Présenté en décembre dernier après que la Cour de cassation a menacé d’annulation l’ensemble des procédures de géolocalisation opérées dans le cadre des enquêtes placées sous l’autorité du Parquet, le projet de loi de la ministre de la Justice vise à combler rapidement la brèche ainsi ouverte par la Haute juridiction. Le 22 octobre dernier, cette dernière a effectivement estimé que de telles opérations de surveillance (via des balises ou des téléphones portables) constituaient « une ingérence dans la vie privée » des personnes concernées. Or, aux yeux des juges, des mesures de cette importance ne peuvent être en l’état actuel du droit exécutées que sous le contrôle d'un juge, et non pas d’un procureur.
Un projet de loi profondément amendé par le Sénat en janvier
L’idée était donc de poser et définir un cadre strict dans lequel le Parquet allait être autorisé à ordonner des mesures de géolocalisation en temps réel. D’abord discuté au Sénat, le projet de loi a été profondément remanié, puisque les élus du Palais Bourbon ont amendé le texte sur plusieurs aspects (voir notre article).
Premièrement, les sénateurs ont réduit le périmètre des infractions pouvant justifier la mise en place d’opérations de géolocalisation sur ordre du ministère public. Le seuil plancher pour le déclenchement des opérations fut effectivement rehaussé, faisant référence aux crimes et délits punis d’une peine supérieure ou égale à cinq ans de prison (et non plus trois ans, comme le souhaitait le gouvernement).
Deuxièmement, ils ont raccourci la période durant laquelle le Parquet peut se passer de l’aval d’un juge pour continuer de géolocaliser un suspect. Alors que le projet de loi prévoyait que le procureur de la République demande au juge des libertés et de la détention l’autorisation de poursuivre les opérations au-delà du quinzième jour, les sénateurs ont préféré que l’aval du juge soit obligatoire après « huit jours consécutifs » de géolocalisation sous l’autorité du Parquet.

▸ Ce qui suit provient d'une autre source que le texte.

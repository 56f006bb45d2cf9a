//! Write options and configuration for archive creation.

use crate::codec::{CompressionMethod, DEFAULT_LEVEL};
use crate::crypto::{EncryptionMethod, Password};
use crate::timestamp::DosDateTime;
use crate::volume::SplitConfig;
use crate::{Error, Result};

/// Archive-level options.
///
/// # Example
///
/// ```rust
/// use zipkit::WriteOptions;
///
/// let options = WriteOptions::new().zip64(true).comment("nightly build");
/// assert!(options.zip64);
/// ```
#[derive(Debug, Clone, Default)]
pub struct WriteOptions {
    /// Always write the ZIP64 trailer, even when nothing overflows.
    pub zip64: bool,
    /// Archive comment. Truncated to 65535 bytes on write.
    pub comment: Option<String>,
    /// Split the archive into parts, for
    /// [`Writer::create_with_options`](super::Writer::create_with_options).
    pub split: Option<SplitConfig>,
}

impl WriteOptions {
    /// Creates new write options with defaults.
    pub fn new() -> Self {
        Self::default()
    }

    /// Forces ZIP64 trailers.
    pub fn zip64(mut self, enabled: bool) -> Self {
        self.zip64 = enabled;
        self
    }

    /// Sets an archive comment.
    pub fn comment(mut self, comment: impl Into<String>) -> Self {
        self.comment = Some(comment.into());
        self
    }

    /// Writes a split archive.
    pub fn split(mut self, config: SplitConfig) -> Self {
        self.split = Some(config);
        self
    }
}

/// Per-entry options.
///
/// The default is Deflate at level 6, unencrypted, timestamped with the
/// current time.
///
/// # Example
///
/// ```rust
/// use zipkit::{CompressionMethod, EntryOptions};
///
/// let opts = EntryOptions::new()
///     .compression(CompressionMethod::Store)
///     .level(9)?;
/// assert_eq!(opts.level, 9);
/// assert!(EntryOptions::new().level(15).is_err());
/// # Ok::<(), zipkit::Error>(())
/// ```
#[derive(Clone)]
pub struct EntryOptions {
    /// Compression method.
    pub compression: CompressionMethod,
    /// Compression level (0-9).
    pub level: u32,
    /// Encryption method.
    pub encryption: EncryptionMethod,
    /// Password, required when `encryption` is not `None`.
    pub password: Option<Password>,
    /// Modification time; `None` means now.
    pub last_modified: Option<DosDateTime>,
    /// Entry comment.
    pub comment: Option<String>,
    /// Unix permission bits, stored in the high half of the external
    /// attributes.
    pub unix_permissions: Option<u32>,
    /// Expected plaintext size of a streamed entry.
    pub size_hint: Option<u64>,
    /// Reserve ZIP64 fields in the local header so the entry may grow past
    /// 4 GiB. Implied by a `size_hint` at or above that.
    pub large_file: bool,
}

impl Default for EntryOptions {
    fn default() -> Self {
        Self {
            compression: CompressionMethod::default(),
            level: DEFAULT_LEVEL,
            encryption: EncryptionMethod::None,
            password: None,
            last_modified: None,
            comment: None,
            unix_permissions: None,
            size_hint: None,
            large_file: false,
        }
    }
}

impl std::fmt::Debug for EntryOptions {
    fn fmt(&self, f: &mut std::fmt::Formatter<'_>) -> std::fmt::Result {
        f.debug_struct("EntryOptions")
            .field("compression", &self.compression)
            .field("level", &self.level)
            .field("encryption", &self.encryption)
            .field("has_password", &self.password.is_some())
            .field("last_modified", &self.last_modified)
            .field("size_hint", &self.size_hint)
            .field("large_file", &self.large_file)
            .finish()
    }
}

impl EntryOptions {
    /// Creates new entry options with defaults.
    pub fn new() -> Self {
        Self::default()
    }

    /// Sets the compression method.
    pub fn compression(mut self, method: CompressionMethod) -> Self {
        self.compression = method;
        self
    }

    /// Sets the compression level.
    ///
    /// # Errors
    ///
    /// Returns [`Error::InvalidCompressionLevel`] if level is greater than 9.
    pub fn level(mut self, level: u32) -> Result<Self> {
        if level > 9 {
            return Err(Error::InvalidCompressionLevel {
                method: self.compression.id(),
                level,
            });
        }
        self.level = level;
        Ok(self)
    }

    /// Sets the encryption method.
    pub fn encryption(mut self, method: EncryptionMethod) -> Self {
        self.encryption = method;
        self
    }

    /// Sets the password for encryption.
    pub fn password(mut self, password: impl Into<Password>) -> Self {
        self.password = Some(password.into());
        self
    }

    /// Sets the modification time.
    pub fn last_modified(mut self, time: DosDateTime) -> Self {
        self.last_modified = Some(time);
        self
    }

    /// Sets the entry comment.
    pub fn comment(mut self, comment: impl Into<String>) -> Self {
        self.comment = Some(comment.into());
        self
    }

    /// Sets Unix permission bits.
    pub fn unix_permissions(mut self, mode: u32) -> Self {
        self.unix_permissions = Some(mode & 0o7777);
        self
    }

    /// Declares the expected plaintext size.
    pub fn size_hint(mut self, size: u64) -> Self {
        self.size_hint = Some(size);
        self
    }

    /// Reserves ZIP64 fields for entries that may exceed 4 GiB.
    pub fn large_file(mut self, enabled: bool) -> Self {
        self.large_file = enabled;
        self
    }

    pub(crate) fn reserves_zip64(&self) -> bool {
        self.large_file
            || self
                .size_hint
                .is_some_and(crate::format::zip64::exceeds_u32)
    }
}

/// Result of writing an archive.
#[must_use = "write results should be checked to ensure archive was created successfully"]
#[derive(Debug, Clone, Default)]
pub struct WriteResult {
    /// Number of file entries written.
    pub entries_written: usize,
    /// Number of directories written.
    pub directories_written: usize,
    /// Total uncompressed bytes.
    pub total_size: u64,
    /// Total compressed bytes.
    pub compressed_size: u64,
    /// Size of the whole archive in bytes.
    pub archive_size: u64,
    /// The archive has a ZIP64 trailer.
    pub zip64: bool,
    /// Number of volumes written (1 for single-file archives).
    pub volume_count: u32,
}

impl WriteResult {
    /// Returns the compression ratio (compressed / uncompressed).
    pub fn compression_ratio(&self) -> f64 {
        if self.total_size == 0 {
            1.0
        } else {
            self.compressed_size as f64 / self.total_size as f64
        }
    }

    /// Returns the space savings fraction.
    pub fn space_savings(&self) -> f64 {
        if self.total_size == 0 {
            0.0
        } else {
            1.0 - self.compression_ratio()
        }
    }
}

#[cfg(test)]
mod tests {
    use super::*;

    #[test]
    fn test_entry_options_default() {
        let opts = EntryOptions::default();
        assert_eq!(opts.compression, CompressionMethod::Deflate);
        assert_eq!(opts.level, DEFAULT_LEVEL);
        assert_eq!(opts.encryption, EncryptionMethod::None);
        assert!(!opts.reserves_zip64());
    }

    #[test]
    fn test_level_valid() {
        for level in 0..=9 {
            assert_eq!(EntryOptions::new().level(level).unwrap().level, level);
        }
    }

    #[test]
    fn test_level_invalid() {
        let err = EntryOptions::new()
            .compression(CompressionMethod::Store)
            .level(10)
            .unwrap_err();
        assert!(matches!(
            err,
            Error::InvalidCompressionLevel { method: 0, level: 10 }
        ));
    }

    #[test]
    fn test_size_hint_reserves_zip64() {
        assert!(EntryOptions::new().size_hint(u32::MAX as u64).reserves_zip64());
        assert!(!EntryOptions::new().size_hint(1024).reserves_zip64());
        assert!(EntryOptions::new().large_file(true).reserves_zip64());
    }

    #[test]
    fn test_debug_hides_password() {
        let opts = EntryOptions::new().password("hunter2");
        let debug = format!("{:?}", opts);
        assert!(!debug.contains("hunter2"));
        assert!(debug.contains("has_password: true"));
    }

    #[test]
    fn test_result_ratio() {
        let result = WriteResult {
            total_size: 100,
            compressed_size: 25,
            ..Default::default()
        };
        assert!((result.space_savings() - 0.75).abs() < f64::EPSILON);
    }
}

L’avis de la CNIL publié in extremis
Transmis à l’Assemblée nationale à la fin du mois de janvier, le projet de loi était discuté hier après-midi par les députés. Mais, fait rare, la CNIL a entre temps été invitée par le président de la Commission des lois, Jean-Jacques Urvoas (qui est également membre de la CNCIS, cette autorité administrative chargée de contrôler les demandes d’interceptions de sécurité transmises au Premier ministre) à dévoiler son avis sur le texte, lequel datait du mois de décembre. D’habitude, cet avis reste connu du seul gouvernement. Et c’est à l’ASIC, l’association des géants du Net (Google, Amazon, Facebook, etc.) que l’on doit cette publication, puisque le député Urvoas a fait suite à une demande de l’organisation.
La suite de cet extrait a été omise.